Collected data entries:
//! Record of a native-currency transfer that reached its confirmation depth.

use serde::{Deserialize, Serialize};

use crate::address::TezosAddress;
use crate::amount::Mutez;

/// A transfer that has been included on chain and confirmed to the depth the
/// caller asked for.
///
/// Ledger implementations create this value only once the confirmation wait
/// has succeeded; a [`PaymentProof`](crate::proto::PaymentProof) can only be
/// built from one, so no proof ever refers to an unconfirmed operation.
#[derive(Debug, Clone, PartialEq, Eq, Serialize, Deserialize)]
#[serde(rename_all = "camelCase")]
pub struct ConfirmedTransfer {
    op_hash: String,
    from: TezosAddress,
    to: TezosAddress,
    amount: Mutez,
    included_level: u64,
    confirmations: u32,
}

impl ConfirmedTransfer {
    /// Records a confirmed transfer.
    ///
    /// Meant for ledger implementations, after observing `confirmations`
    /// blocks on top of (and including) the block at `included_level`.
    #[must_use]
    pub fn new(
        op_hash: String,
        from: TezosAddress,
        to: TezosAddress,
        amount: Mutez,
        included_level: u64,
        confirmations: u32,
    ) -> Self {
        Self {
            op_hash,
            from,
            to,
            amount,
            included_level,
            confirmations,
        }
    }

    /// On-chain operation hash (`oo…`).
    #[must_use]
    pub fn op_hash(&self) -> &str {
        &self.op_hash
    }

    /// Paying account.
    #[must_use]
    pub const fn from(&self) -> &TezosAddress {
        &self.from
    }

    /// Receiving account.
    #[must_use]
    pub const fn to(&self) -> &TezosAddress {
        &self.to
    }

    /// Transferred amount.
    #[must_use]
    pub const fn amount(&self) -> Mutez {
        self.amount
    }

    /// Level of the block that included the operation.
    #[must_use]
    pub const fn included_level(&self) -> u64 {
        self.included_level
    }

    /// Number of blocks observed, the including block counted as the first.
    #[must_use]
    pub const fn confirmations(&self) -> u32 {
        self.confirmations
    }
}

EXERCISE BRIEF: Using the data above, report the number of lines that contain the string "confirmations", and only that number.

THE COMPLETED TASK: 6